**DIRECTIONS**
Some lines of the records below include the word "ServerState". Report how many, and write nothing besides the number.
--- TASK DATA ---
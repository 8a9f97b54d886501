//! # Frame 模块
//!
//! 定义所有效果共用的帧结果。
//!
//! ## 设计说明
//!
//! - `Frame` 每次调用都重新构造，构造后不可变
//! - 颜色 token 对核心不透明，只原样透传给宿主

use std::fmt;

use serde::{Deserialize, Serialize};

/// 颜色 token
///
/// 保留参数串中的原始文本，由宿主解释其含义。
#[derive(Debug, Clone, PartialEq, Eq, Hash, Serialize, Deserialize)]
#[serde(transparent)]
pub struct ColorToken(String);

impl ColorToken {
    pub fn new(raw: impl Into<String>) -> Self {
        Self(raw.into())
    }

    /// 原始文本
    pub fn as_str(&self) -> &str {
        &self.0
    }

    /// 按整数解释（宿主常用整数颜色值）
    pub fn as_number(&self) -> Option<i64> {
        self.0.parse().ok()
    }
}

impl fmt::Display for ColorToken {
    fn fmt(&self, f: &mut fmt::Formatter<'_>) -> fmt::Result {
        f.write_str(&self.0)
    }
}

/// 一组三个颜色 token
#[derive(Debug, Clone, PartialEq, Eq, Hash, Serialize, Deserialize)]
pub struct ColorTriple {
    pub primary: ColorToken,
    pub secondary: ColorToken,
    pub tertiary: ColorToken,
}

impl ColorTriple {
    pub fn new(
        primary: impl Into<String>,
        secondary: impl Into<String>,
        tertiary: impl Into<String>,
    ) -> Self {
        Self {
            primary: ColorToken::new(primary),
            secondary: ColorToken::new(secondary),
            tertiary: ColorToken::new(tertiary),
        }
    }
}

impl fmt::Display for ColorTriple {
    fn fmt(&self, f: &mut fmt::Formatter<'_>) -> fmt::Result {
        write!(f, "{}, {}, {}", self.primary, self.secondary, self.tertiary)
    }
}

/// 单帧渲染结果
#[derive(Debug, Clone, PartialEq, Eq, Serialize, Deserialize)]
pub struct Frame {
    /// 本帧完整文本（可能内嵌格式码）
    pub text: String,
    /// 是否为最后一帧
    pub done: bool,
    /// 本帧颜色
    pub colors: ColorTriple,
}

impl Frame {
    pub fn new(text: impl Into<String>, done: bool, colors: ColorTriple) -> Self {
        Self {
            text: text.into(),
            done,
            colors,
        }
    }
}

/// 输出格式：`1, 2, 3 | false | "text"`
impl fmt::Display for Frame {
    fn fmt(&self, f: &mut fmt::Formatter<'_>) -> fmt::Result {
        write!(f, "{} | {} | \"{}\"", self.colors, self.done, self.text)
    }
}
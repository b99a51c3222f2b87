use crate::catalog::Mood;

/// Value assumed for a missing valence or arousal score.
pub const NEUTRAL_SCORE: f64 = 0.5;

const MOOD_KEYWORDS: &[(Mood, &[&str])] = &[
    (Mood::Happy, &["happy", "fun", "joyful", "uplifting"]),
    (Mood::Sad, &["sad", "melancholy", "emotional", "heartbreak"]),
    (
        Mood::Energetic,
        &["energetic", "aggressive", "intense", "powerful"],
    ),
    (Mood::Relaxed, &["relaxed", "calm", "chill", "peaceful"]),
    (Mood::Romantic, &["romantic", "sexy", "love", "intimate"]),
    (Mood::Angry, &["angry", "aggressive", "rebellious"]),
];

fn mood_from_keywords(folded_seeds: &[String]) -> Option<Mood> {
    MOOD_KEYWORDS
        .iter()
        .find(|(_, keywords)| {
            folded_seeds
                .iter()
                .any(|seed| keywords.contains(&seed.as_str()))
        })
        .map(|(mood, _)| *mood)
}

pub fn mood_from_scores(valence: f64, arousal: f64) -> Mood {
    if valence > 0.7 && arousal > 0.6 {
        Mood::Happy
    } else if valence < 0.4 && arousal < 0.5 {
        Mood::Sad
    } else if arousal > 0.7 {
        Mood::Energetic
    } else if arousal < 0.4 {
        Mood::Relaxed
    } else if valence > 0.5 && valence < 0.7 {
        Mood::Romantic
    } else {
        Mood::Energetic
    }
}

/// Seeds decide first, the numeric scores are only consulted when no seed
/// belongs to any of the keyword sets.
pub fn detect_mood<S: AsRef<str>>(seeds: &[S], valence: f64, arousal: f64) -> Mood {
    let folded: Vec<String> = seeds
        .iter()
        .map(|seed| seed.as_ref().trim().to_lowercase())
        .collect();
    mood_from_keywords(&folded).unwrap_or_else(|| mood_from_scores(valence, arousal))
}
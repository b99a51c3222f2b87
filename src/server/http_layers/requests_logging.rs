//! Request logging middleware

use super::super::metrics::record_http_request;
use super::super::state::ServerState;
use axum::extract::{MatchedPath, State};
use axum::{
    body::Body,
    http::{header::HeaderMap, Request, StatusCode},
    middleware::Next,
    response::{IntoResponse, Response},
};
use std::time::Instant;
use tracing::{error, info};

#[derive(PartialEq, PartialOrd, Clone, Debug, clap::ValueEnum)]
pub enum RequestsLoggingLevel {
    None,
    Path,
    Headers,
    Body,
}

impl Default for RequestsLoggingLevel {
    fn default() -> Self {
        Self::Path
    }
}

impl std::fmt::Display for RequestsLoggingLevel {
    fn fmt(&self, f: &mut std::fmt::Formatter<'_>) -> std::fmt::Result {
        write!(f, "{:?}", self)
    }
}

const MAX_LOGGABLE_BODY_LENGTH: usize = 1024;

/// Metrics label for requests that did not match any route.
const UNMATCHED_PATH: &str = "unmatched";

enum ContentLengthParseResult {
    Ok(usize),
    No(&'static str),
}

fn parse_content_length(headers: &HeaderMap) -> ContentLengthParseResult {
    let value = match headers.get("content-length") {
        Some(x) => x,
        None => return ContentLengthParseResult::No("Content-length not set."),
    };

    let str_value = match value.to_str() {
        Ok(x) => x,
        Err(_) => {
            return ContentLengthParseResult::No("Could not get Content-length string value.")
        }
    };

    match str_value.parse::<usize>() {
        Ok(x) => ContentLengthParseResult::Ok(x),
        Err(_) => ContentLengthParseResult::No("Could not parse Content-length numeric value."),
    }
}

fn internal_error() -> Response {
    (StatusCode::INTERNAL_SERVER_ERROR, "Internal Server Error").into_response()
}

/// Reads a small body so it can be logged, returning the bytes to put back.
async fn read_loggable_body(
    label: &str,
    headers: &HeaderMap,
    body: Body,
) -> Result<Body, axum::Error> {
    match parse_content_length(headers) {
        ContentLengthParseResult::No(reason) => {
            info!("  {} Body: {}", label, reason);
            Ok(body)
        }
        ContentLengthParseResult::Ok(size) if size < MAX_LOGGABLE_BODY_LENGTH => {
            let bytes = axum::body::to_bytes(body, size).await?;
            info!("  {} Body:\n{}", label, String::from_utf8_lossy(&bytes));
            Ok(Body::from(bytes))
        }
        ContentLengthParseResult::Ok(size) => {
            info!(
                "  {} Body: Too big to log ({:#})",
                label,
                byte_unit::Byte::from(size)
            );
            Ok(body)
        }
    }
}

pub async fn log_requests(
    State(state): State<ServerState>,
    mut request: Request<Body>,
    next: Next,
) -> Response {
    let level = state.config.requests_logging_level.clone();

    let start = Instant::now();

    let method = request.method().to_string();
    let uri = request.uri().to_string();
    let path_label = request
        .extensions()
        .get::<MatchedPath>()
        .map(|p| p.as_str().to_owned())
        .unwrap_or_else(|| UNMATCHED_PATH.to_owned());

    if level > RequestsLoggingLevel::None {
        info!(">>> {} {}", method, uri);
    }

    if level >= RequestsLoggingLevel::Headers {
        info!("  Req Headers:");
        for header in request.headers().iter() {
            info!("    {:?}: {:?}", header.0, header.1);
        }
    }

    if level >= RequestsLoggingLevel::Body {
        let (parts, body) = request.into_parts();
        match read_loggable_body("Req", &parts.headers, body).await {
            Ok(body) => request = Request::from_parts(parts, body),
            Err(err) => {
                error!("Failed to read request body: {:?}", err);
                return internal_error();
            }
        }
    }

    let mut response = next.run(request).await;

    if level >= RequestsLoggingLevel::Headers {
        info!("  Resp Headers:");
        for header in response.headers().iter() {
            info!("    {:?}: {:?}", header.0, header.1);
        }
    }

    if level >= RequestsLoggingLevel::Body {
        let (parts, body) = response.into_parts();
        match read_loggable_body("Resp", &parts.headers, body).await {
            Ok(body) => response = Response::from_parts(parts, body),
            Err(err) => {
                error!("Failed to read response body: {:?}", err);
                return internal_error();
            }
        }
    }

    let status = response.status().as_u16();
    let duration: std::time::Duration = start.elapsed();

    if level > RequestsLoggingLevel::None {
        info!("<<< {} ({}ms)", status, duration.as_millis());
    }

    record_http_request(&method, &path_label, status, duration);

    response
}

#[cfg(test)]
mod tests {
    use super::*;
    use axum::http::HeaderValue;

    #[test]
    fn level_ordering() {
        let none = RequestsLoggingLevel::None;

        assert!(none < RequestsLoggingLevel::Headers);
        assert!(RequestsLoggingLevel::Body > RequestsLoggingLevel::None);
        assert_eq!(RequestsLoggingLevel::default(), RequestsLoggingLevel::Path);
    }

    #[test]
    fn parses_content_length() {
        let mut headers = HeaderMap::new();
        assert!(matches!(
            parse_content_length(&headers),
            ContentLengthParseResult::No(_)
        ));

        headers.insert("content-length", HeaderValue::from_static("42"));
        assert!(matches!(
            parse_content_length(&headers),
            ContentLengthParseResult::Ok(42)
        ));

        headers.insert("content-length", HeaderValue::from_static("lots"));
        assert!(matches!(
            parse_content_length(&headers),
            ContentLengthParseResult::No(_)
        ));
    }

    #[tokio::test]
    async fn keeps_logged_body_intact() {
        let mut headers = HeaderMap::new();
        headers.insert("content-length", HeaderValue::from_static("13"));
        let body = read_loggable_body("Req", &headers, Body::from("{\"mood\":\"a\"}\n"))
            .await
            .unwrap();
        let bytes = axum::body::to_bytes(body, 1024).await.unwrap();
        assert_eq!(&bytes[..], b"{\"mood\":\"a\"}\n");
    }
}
---
**TASK SOLUTION**
2